O celebrado e eclético escritor de A Terra antes do Homem divisou, de súbito, a parecença com o estilo do Vate paraibano da Vila do Espírito Santo, hajam vistas o vocabulário presunçosamente cientificista praticado no Morbidez, em pretensa comparação ao modo de tornear do artista de Vandalismo.

O Professor Doutor Rafael Sânzio de Azevedo, porém, me fez suspirar aliviado, quando referiu não recorrer, quando concerta seus metros, ao expediente do suarabácti, mas exprimiu para mim a ideia de que o não tem por erro, pois aproveitado por poetas de renomeada, a começar pelo maior de todos no Brasil [na sua opinião e na minha, coincidentes com igual pensamento de Olavo Bilac e Mário Raul de Morais Andrade  (6)] Gonçalves Dias.

Contudo os olhos de ignóbil ponto:/Um tapuia, um guerreiro adventício.

E outros grandes poetas:

Entre blasfêmias e obscenos cantos. (Luís Nicolau Fagundes Varela). ritmo e cadência no teu passo. (Antônio Frederico de Castro Alves).

E um moderno, Mário de Miranda Quintana:

Andam por tudo signos diversos.


NECRÓPOLE

O outro soneto, o anunciado no título deste artigo, é desconhecido de Sânzio de Azevedo, e também foi devidamente guardado na retentiva, de cor e salteado, e é, seguramente, de 1961, composto no sistema ABBC, ABBC, AAB e AAB, para mim, bem melhor, sem ser perfeito – é claro – do que Morbidez.

Aqui, sem o saber, naturalmente, parece que acertei, no escuro, porque nada sabia de versificação, elaborando as estâncias apenas à demanda de preencher os gradeados aos modos de Camões (Episódio de Inês de Castro), José Basílio da Gama(n’O Uraguai), Araújo Porto Alegre (Colombo), Padre Antônio Tomás (Contraste) e de um que meu conterrâneo José Fernandes Sampaio, durante larguíssimos anos, me fez pensar fosse de sua lavra, e só bem mais tarde descobri ser de outro patrício, meu patrono na cadeira número 27 da Academia Cearense de Literatura e Jornalismo, Professor José Rebouças Macambira (Palmácia, 17 de novembro de 1917 – Fortaleza, 17 de janeiro de 1992), celebrado linguista e douto poliglota.
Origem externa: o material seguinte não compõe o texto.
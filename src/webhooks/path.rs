//! Explicit lookups into untyped JSON documents.
//!
//! Admission objects arrive as arbitrary JSON. Rather than defaulting missing
//! levels to empty maps, every walk ends in either [`Lookup::Found`] or
//! [`Lookup::Absent`], and the caller decides whether absence is an error
//! (`require_*`) or an empty default (`as_*`).
//!
//! ```
//! use nodeselector_mutator::webhooks::path::Lookup;
//! use serde_json::json;
//!
//! let doc = json!({"spec": {"template": {"spec": {}}}});
//! let spec = Lookup::root("object", &doc).at(&["spec", "template", "spec"]);
//! assert!(spec.as_object().is_some());
//!
//! let missing = Lookup::root("object", &doc).at(&["status", "phase"]);
//! assert_eq!(missing.path(), "object.status");
//! ```

use serde_json::{Map, Value};

use super::error::MalformedRequest;

/// Outcome of resolving a dotted path through a JSON document.
///
/// `path` always records how far resolution got: the full path for
/// `Found`, and the first missing segment for `Absent`.
#[derive(Debug, Clone, PartialEq)]
pub enum Lookup<'a> {
    Found { path: String, value: &'a Value },
    Absent { path: String },
}

impl<'a> Lookup<'a> {
    /// Start a lookup at `value`, reporting paths relative to `name`.
    pub fn root(name: &str, value: &'a Value) -> Self {
        if value.is_null() {
            Lookup::Absent {
                path: name.to_string(),
            }
        } else {
            Lookup::Found {
                path: name.to_string(),
                value,
            }
        }
    }

    /// Descend through object keys. JSON `null` is treated as absent, as is
    /// indexing into anything that is not an object.
    pub fn at(self, segments: &[&str]) -> Lookup<'a> {
        let mut lookup = self;
        for segment in segments {
            lookup = match lookup {
                Lookup::Found { path, value } => {
                    let path = join(&path, segment);
                    match value.get(*segment) {
                        None | Some(Value::Null) => Lookup::Absent { path },
                        Some(next) => Lookup::Found { path, value: next },
                    }
                }
                absent @ Lookup::Absent { .. } => return absent,
            };
        }
        lookup
    }

    pub fn path(&self) -> &str {
        match self {
            Lookup::Found { path, .. } | Lookup::Absent { path } => path,
        }
    }

    pub fn value(&self) -> Option<&'a Value> {
        match self {
            Lookup::Found { value, .. } => Some(value),
            Lookup::Absent { .. } => None,
        }
    }

    pub fn is_found(&self) -> bool {
        matches!(self, Lookup::Found { .. })
    }

    pub fn as_object(&self) -> Option<&'a Map<String, Value>> {
        self.value().and_then(Value::as_object)
    }

    pub fn as_array(&self) -> Option<&'a Vec<Value>> {
        self.value().and_then(Value::as_array)
    }

    pub fn as_str(&self) -> Option<&'a str> {
        self.value().and_then(Value::as_str)
    }

    /// The value, or `MissingField` naming the first absent segment
    pub fn require(&self) -> Result<&'a Value, MalformedRequest> {
        match self {
            Lookup::Found { value, .. } => Ok(value),
            Lookup::Absent { path } => Err(MalformedRequest::missing(path.as_str())),
        }
    }

    pub fn require_object(&self) -> Result<&'a Map<String, Value>, MalformedRequest> {
        self.require()?
            .as_object()
            .ok_or_else(|| MalformedRequest::wrong_type(self.path(), "an object"))
    }

    pub fn require_str(&self) -> Result<&'a str, MalformedRequest> {
        self.require()?
            .as_str()
            .ok_or_else(|| MalformedRequest::wrong_type(self.path(), "a string"))
    }
}

fn join(base: &str, segment: &str) -> String {
    if base.is_empty() {
        segment.to_string()
    } else {
        format!("{base}.{segment}")
    }
}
Cuido de Lábios Virginais, inserto no livro Musas de Aquém e de Além, publicado em 1981. Segue-se mencionada peça.

Ao rouco e surdo canto do cipreste,/ A turma inerte se não mais levanta./ E triste e morta em silêncio canta/ A morbidez terrível dum gemido.

À tez marmórea que a cidade veste, /Além o crocitar doutros cantores/Contrasta dalegria dos atores/ Do vivo libertino e destemido.

Num cemitério, nada assoma ou medra/Tudo é a indiferença duma pedra/ A muda língua a for dos absortos.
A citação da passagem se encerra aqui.